Everyone has a pelvic floor.
What is a Pelvic Floor?
Everyone has a pelvic floor. Your pelvic floor is essential to your bowel, bladder and sexual function. It supports the organs inside your body and keeps urine, feces and gas inside until you're ready to let them go. It allows for penetration during sex and the passage of a baby during childbirth. It allows you to achieve and maintain an erection. The contractions of the pelvic floor produce orgasms. Your pelvic floor is the gatekeeper of your most basic human functions.

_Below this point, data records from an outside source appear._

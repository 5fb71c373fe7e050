use std::time::Duration;

use chrono::{DateTime, Utc};
use reqwest::header::HeaderMap;

/// Below this many remaining requests, calls are spread out until the reset.
pub(crate) const LOW_WATER_MARK: i64 = 500;

const MAX_DELAY: Duration = Duration::from_secs(120);

/// The quota signal GitHub attaches to every API response.
#[derive(Clone, Copy, Debug, PartialEq, Eq)]
pub(crate) struct RateLimit {
    pub remaining: i64,
    /// Epoch seconds at which the quota is replenished.
    pub reset: i64,
}

impl RateLimit {
    /// A missing remaining count reads as 0 and a missing reset as the epoch.
    pub(crate) fn from_headers(headers: &HeaderMap) -> RateLimit {
        RateLimit {
            remaining: header_i64(headers, "x-ratelimit-remaining").unwrap_or(0),
            reset: header_i64(headers, "x-ratelimit-reset").unwrap_or(0),
        }
    }

    pub(crate) fn is_low(&self) -> bool {
        self.remaining < LOW_WATER_MARK
    }

    /// How long to pause before the next call, given that `elapsed` was
    /// already spent on the call that produced this signal.
    pub(crate) fn backoff(&self, now: DateTime<Utc>, elapsed: Duration) -> Duration {
        let until_reset = (self.reset as f64 - epoch_seconds(now)).max(0.0);
        let raw = 1.1 * until_reset / (self.remaining.max(1) as f64);
        let delay = (raw - elapsed.as_secs_f64()).clamp(0.0, MAX_DELAY.as_secs_f64());
        if delay.is_finite() {
            Duration::from_secs_f64(delay)
        } else {
            Duration::ZERO
        }
    }
}

fn header_i64(headers: &HeaderMap, name: &str) -> Option<i64> {
    let value = headers.get(name)?.to_str().ok()?.trim();
    value
        .parse::<i64>()
        .ok()
        .or_else(|| value.parse::<f64>().ok().map(|f| f as i64))
}

fn epoch_seconds(t: DateTime<Utc>) -> f64 {
    t.timestamp() as f64 + f64::from(t.timestamp_subsec_nanos()) / 1e9
}
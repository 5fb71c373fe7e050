//! The bugs.python.org → GitHub issue number table.
//!
//! Stored as a gzip-compressed JSON object whose keys and values are issue
//! numbers (keys as strings, values as strings or numbers).

use std::collections::{BTreeMap, HashMap};
use std::io::{Read, Write};
use std::path::{Path, PathBuf};

use flate2::{read::GzDecoder, write::GzEncoder, Compression};
use futures::stream::{self, StreamExt};
use lazy_static::lazy_static;
use regex::Regex;
use thiserror::Error;
use tokio::task::JoinError;
use tracing::debug;

use crate::cache::{self, CacheEntry};

lazy_static! {
    static ref MIGRATED_BODY: Regex =
        Regex::new(r"^BPO \| \[(\d+)\]\(https://bugs\.python\.org/issue(\d+)\)").unwrap();
}

/// Cache files read at once when deriving the table.
const DERIVE_WORKERS: usize = 16;

#[derive(Debug, Error)]
pub enum Error {
    #[error(transparent)]
    Io(#[from] std::io::Error),
    #[error(transparent)]
    Serde(#[from] serde_json::Error),
    #[error(transparent)]
    Cache(#[from] cache::Error),
    #[error(transparent)]
    Join(#[from] JoinError),
    #[error("mapping entry {key:?} -> {value} is not a pair of issue numbers")]
    NotANumber {
        key: String,
        value: serde_json::Value,
    },
    #[error("issue {gh} links to bpo-{text} but its URL says bpo-{url}")]
    InconsistentLink { gh: u64, text: u64, url: u64 },
}

#[derive(Clone, Debug, Default, PartialEq, Eq)]
pub(crate) struct IdentifierMapping(HashMap<u64, u64>);

impl IdentifierMapping {
    pub(crate) fn load<P: AsRef<Path>>(path: P) -> Result<IdentifierMapping, Error> {
        let file = std::fs::File::open(&path)?;
        let mut json = Vec::new();
        GzDecoder::new(file).read_to_end(&mut json)?;
        Self::from_json(&json)
    }

    fn from_json(json: &[u8]) -> Result<IdentifierMapping, Error> {
        let raw: HashMap<String, serde_json::Value> = serde_json::from_slice(json)?;
        let mut table = HashMap::with_capacity(raw.len());
        for (key, value) in raw {
            let gh = match &value {
                serde_json::Value::Number(n) => n.as_u64(),
                serde_json::Value::String(s) => s.trim().parse().ok(),
                _ => None,
            };
            match (key.trim().parse::<u64>(), gh) {
                (Ok(bpo), Some(gh)) => {
                    table.insert(bpo, gh);
                }
                _ => return Err(Error::NotANumber { key, value }),
            }
        }
        Ok(IdentifierMapping(table))
    }

    /// Writes the table in the format `load` reads, keys in numeric order.
    pub(crate) fn save<P: AsRef<Path>>(&self, path: P) -> Result<(), Error> {
        let ordered: BTreeMap<u64, u64> = self.0.iter().map(|(k, v)| (*k, *v)).collect();
        let as_strings: BTreeMap<String, u64> = ordered
            .into_iter()
            .map(|(k, v)| (k.to_string(), v))
            .collect();
        let mut encoder = GzEncoder::new(std::fs::File::create(path)?, Compression::default());
        serde_json::to_writer(&mut encoder, &as_strings)?;
        encoder.finish()?.flush()?;
        Ok(())
    }

    pub(crate) fn get(&self, bpo: u64) -> Option<u64> {
        self.0.get(&bpo).copied()
    }

    pub(crate) fn len(&self) -> usize {
        self.0.len()
    }
}

impl FromIterator<(u64, u64)> for IdentifierMapping {
    fn from_iter<I: IntoIterator<Item = (u64, u64)>>(iter: I) -> Self {
        IdentifierMapping(iter.into_iter().collect())
    }
}

/// The bugs.python.org number a migrated issue was created from, read from
/// the header the migration put at the top of its body. Pull requests and
/// issues opened on GitHub have none.
pub(crate) fn bpo_from_entry(entry: &CacheEntry) -> Result<Option<u64>, Error> {
    let issue = &entry.issue;
    if issue.is_pull_request() {
        return Ok(None);
    }
    let body = issue.body.as_deref().unwrap_or_default();
    let caps = match MIGRATED_BODY.captures(body) {
        Some(caps) => caps,
        None => return Ok(None),
    };
    match (caps[1].parse::<u64>(), caps[2].parse::<u64>()) {
        (Ok(text), Ok(url)) if text == url => Ok(Some(text)),
        (Ok(text), Ok(url)) => Err(Error::InconsistentLink {
            gh: issue.number,
            text,
            url,
        }),
        _ => Ok(None),
    }
}

fn pair_from_file(path: PathBuf) -> Result<Option<(u64, u64)>, Error> {
    let entry = cache::read_entry(&path)?;
    Ok(bpo_from_entry(&entry)?.map(|bpo| (bpo, entry.issue.number)))
}

/// Rebuilds the table from cache files. Files are independent, so they are
/// parsed on the blocking pool a bounded number at a time.
pub(crate) async fn derive(paths: Vec<PathBuf>) -> Result<IdentifierMapping, Error> {
    let total = paths.len();
    let mut pairs = stream::iter(paths)
        .map(|path| tokio::task::spawn_blocking(move || pair_from_file(path)))
        .buffer_unordered(DERIVE_WORKERS);

    let mut table = HashMap::new();
    while let Some(joined) = pairs.next().await {
        if let Some((bpo, gh)) = joined?? {
            table.insert(bpo, gh);
        }
    }
    debug!(files = total, mapped = table.len(), "derived mapping");
    Ok(IdentifierMapping(table))
}
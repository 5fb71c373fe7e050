use chrono::{DateTime, FixedOffset};

#[derive(Clone, Copy, Debug, PartialEq, Eq, serde::Deserialize, serde::Serialize)]
#[serde(rename_all = "lowercase")]
pub(crate) enum IssueState {
    Open,
    Closed,
}

#[derive(Clone, Debug, PartialEq, serde::Deserialize, serde::Serialize)]
pub(crate) struct Label {
    pub name: String,
    #[serde(flatten)]
    pub rest: serde_json::Map<String, serde_json::Value>,
}

/// An issue or pull request as returned by the GitHub issues endpoint.
///
/// Fields the tool does not look at are kept in `rest` so that a cached copy
/// is the complete remote record.
#[derive(Clone, Debug, PartialEq, serde::Deserialize, serde::Serialize)]
pub(crate) struct IssueRecord {
    pub number: u64,
    pub state: IssueState,
    pub title: String,
    pub body: Option<String>,
    pub html_url: String,
    pub comments: u64,
    #[serde(default)]
    pub labels: Vec<Label>,
    pub updated_at: DateTime<FixedOffset>,
    #[serde(default, skip_serializing_if = "Option::is_none")]
    pub pull_request: Option<serde_json::Value>,
    #[serde(flatten)]
    pub rest: serde_json::Map<String, serde_json::Value>,
}

impl IssueRecord {
    pub(crate) fn is_closed(&self) -> bool {
        self.state == IssueState::Closed
    }

    pub(crate) fn is_pull_request(&self) -> bool {
        self.pull_request.is_some()
    }

    pub(crate) fn has_label(&self, name: &str) -> bool {
        self.labels.iter().any(|l| l.name == name)
    }
}
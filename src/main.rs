use std::path::PathBuf;

use clap::{Parser, Subcommand, ValueEnum};
use thiserror::Error;
use tracing::info;
use tracing_subscriber::EnvFilter;

mod cache;
mod config;
mod github;
mod issue;
mod mapping;
mod rate_limit;
mod repo_name;
mod report;
mod scanner;

use cache::{IssueCache, Store};
use config::Config;
use mapping::IdentifierMapping;
use repo_name::RepoName;
use report::Styles;
use scanner::{CommitScanner, Tracker};

#[derive(Parser)]
#[clap(about, version)]
struct Args {
    /// Path to the CPython repo [default: ~/dev/cpython]
    #[clap(long, env = "CPYTHON_REPO")]
    repo: Option<PathBuf>,
    /// Personal access token from GitHub
    #[clap(long, env = "GITHUB_TOKEN", hide_env_values = true)]
    token: Option<String>,
    /// How stale the issue cache can get (0: not at all, 0.1: default, 100: very stale)
    #[clap(long, default_value = "0.1")]
    staleness: f64,
    /// Where fetched issues are kept [default: ~/.cache/cpython_closable_issues]
    #[clap(long, env = "CLOSABLE_ISSUES_CACHE")]
    cache_dir: Option<PathBuf>,
    #[clap(long, env = "GITHUB_API_URL", default_value = github::DEFAULT_API_URL)]
    api_url: String,
    /// The GitHub repository issues live in
    #[clap(long, default_value = "python/cpython")]
    github_repo: RepoName,
    #[clap(long, value_enum, default_value = "auto")]
    color: ColorChoice,
    /// Answer from the cache only, however stale, and never call GitHub
    #[clap(long)]
    offline: bool,
    #[clap(subcommand)]
    command: Option<Command>,
}

#[derive(Clone, Copy, ValueEnum)]
enum ColorChoice {
    Auto,
    Always,
    Never,
}

#[derive(Subcommand)]
enum Command {
    /// Open issues that a gh-<n> commit already refers to (the default)
    Gh,
    /// Migrated issues fixed by a single bpo-<n> commit but still open
    Bpo {
        #[clap(long, default_value = "bpo_to_gh.json.gz")]
        mapping: PathBuf,
    },
    /// Rebuild the bpo to GitHub mapping from cached issues
    DeriveMapping {
        #[clap(long, default_value = "bpo_to_gh.json.gz")]
        output: PathBuf,
    },
    /// Open IDLE pull requests still titled with a bpo number
    IdlePrs {
        #[clap(long, default_value = "bpo_to_gh.json.gz")]
        mapping: PathBuf,
    },
}

#[derive(Debug, Error)]
enum Error {
    #[error(transparent)]
    Io(#[from] std::io::Error),
    #[error(transparent)]
    Config(#[from] config::Error),
    #[error(transparent)]
    Cache(#[from] cache::Error),
    #[error(transparent)]
    Github(#[from] github::Error),
    #[error(transparent)]
    Scanner(#[from] scanner::Error),
    #[error(transparent)]
    Mapping(#[from] mapping::Error),
    #[error(transparent)]
    Report(#[from] report::Error),
    #[error(transparent)]
    Join(#[from] tokio::task::JoinError),
}

#[tokio::main]
async fn main() {
    let args = Args::parse();
    init_logging();
    if let Err(e) = run(args).await {
        eprintln!("Failed: {}", e);
        std::process::exit(1);
    }
}

fn init_logging() {
    let filter = EnvFilter::try_from_default_env().unwrap_or_else(|_| EnvFilter::new("warn"));
    tracing_subscriber::fmt()
        .with_env_filter(filter)
        .with_writer(std::io::stderr)
        .init();
}

async fn run(args: Args) -> Result<(), Error> {
    let command = args.command.unwrap_or(Command::Gh);
    let config = Config {
        repo: args.repo,
        token: args.token,
        staleness: config::check_staleness(args.staleness)?,
        cache_dir: config::default_cache_dir(args.cache_dir)?,
        api_url: args.api_url,
        github_repo: args.github_repo,
        color: match args.color {
            ColorChoice::Always => true,
            ColorChoice::Never => false,
            ColorChoice::Auto => console::colors_enabled(),
        },
        offline: args.offline,
    };
    let styles = Styles::new(config.color);
    let stdout = std::io::stdout();

    match command {
        Command::Gh => {
            let repo = config.checked_repo()?;
            let mut cache = open_cache(&config)?;
            let refs = scan(repo, Tracker::Github).await?;
            let open = report::open_referenced(&refs, &mut cache).await?;
            report::render_open_referenced(&mut stdout.lock(), &open, &styles)?;
        }
        Command::Bpo { mapping } => {
            let repo = config.checked_repo()?;
            let mut cache = open_cache(&config)?;
            let mapping = IdentifierMapping::load(&mapping)?;
            let refs = scan(repo, Tracker::Bpo).await?;
            let closable = report::closable_bpo(&refs, &mapping, &mut cache).await?;
            report::render_bpo(&mut stdout.lock(), &closable, &styles)?;
        }
        Command::DeriveMapping { output } => {
            let store = Store::open(&config.cache_dir)?;
            let derived = mapping::derive(store.entry_paths()?).await?;
            derived.save(&output)?;
            info!(entries = derived.len(), output = %output.display(), "wrote mapping");
        }
        Command::IdlePrs { mapping } => {
            let store = Store::open(&config.cache_dir)?;
            let mapping = IdentifierMapping::load(&mapping)?;
            let retitles = report::idle_retitles(&store, &mapping)?;
            report::render_idle(&mut stdout.lock(), &retitles, &styles)?;
        }
    }
    Ok(())
}

fn open_cache(config: &Config) -> Result<IssueCache, Error> {
    let store = Store::open(&config.cache_dir)?;
    if config.offline {
        return Ok(IssueCache::offline(store, config.staleness));
    }
    let token = config.checked_token()?.to_string();
    let client = github::Client::new(&config.api_url, config.github_repo.clone(), token)?;
    Ok(IssueCache::new(store, client, config.staleness))
}

async fn scan(repo: PathBuf, tracker: Tracker) -> Result<scanner::References, Error> {
    let scanner = CommitScanner::new(repo, tracker);
    let refs = tokio::task::spawn_blocking(move || scanner.scan()).await??;
    Ok(refs)
}
/// Crate-wide result type for Graph API operations.
pub type Result<T> = std::result::Result<T, Error>;

#[derive(Debug, thiserror::Error)]
pub enum Error {
    /// Webhook payload did not contain the expected structure.
    #[error("malformed webhook payload: {message}")]
    MalformedPayload { message: String },

    /// The Graph API answered with a non-success status.
    #[error("graph api returned {status} for {operation}")]
    ApiStatus {
        operation: &'static str,
        status: reqwest::StatusCode,
    },

    /// HTTP transport failure.
    #[error(transparent)]
    Transport(#[from] reqwest::Error),
}

impl Error {
    #[must_use]
    pub fn malformed(message: impl Into<String>) -> Self {
        Self::MalformedPayload {
            message: message.into(),
        }
    }
}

The pelvic floor is also very misunderstood and poorly examined. Until recently, people only thought of the pelvic floor in relation to having babies and doing kegels. The pelvic floor was not considered a contributor to pain, incontinence, constipation, sexual dysfunctions and related ailments which were solely treated with medicine and surgery. Eventually, therapists and other healers began to recognize that many common bowel, bladder and sexual dysfunction may be due to musculoskeletal issues rather than impairments of the organs involved. Many people have never heard of the pelvic floor or considered all the ways it impacts urinary, bowel, and sexual function. Because it is not taught in school or discussed in your doctors office, it can be a bit of a mystery. The field of pelvic floor therapy itself is relatively young and developing quickly as we continue to learn more about how the pelvic floor affects people’s function. Understanding the pelvic floor can unlock solutions to stubborn problems that are often left untreated or poorly managed.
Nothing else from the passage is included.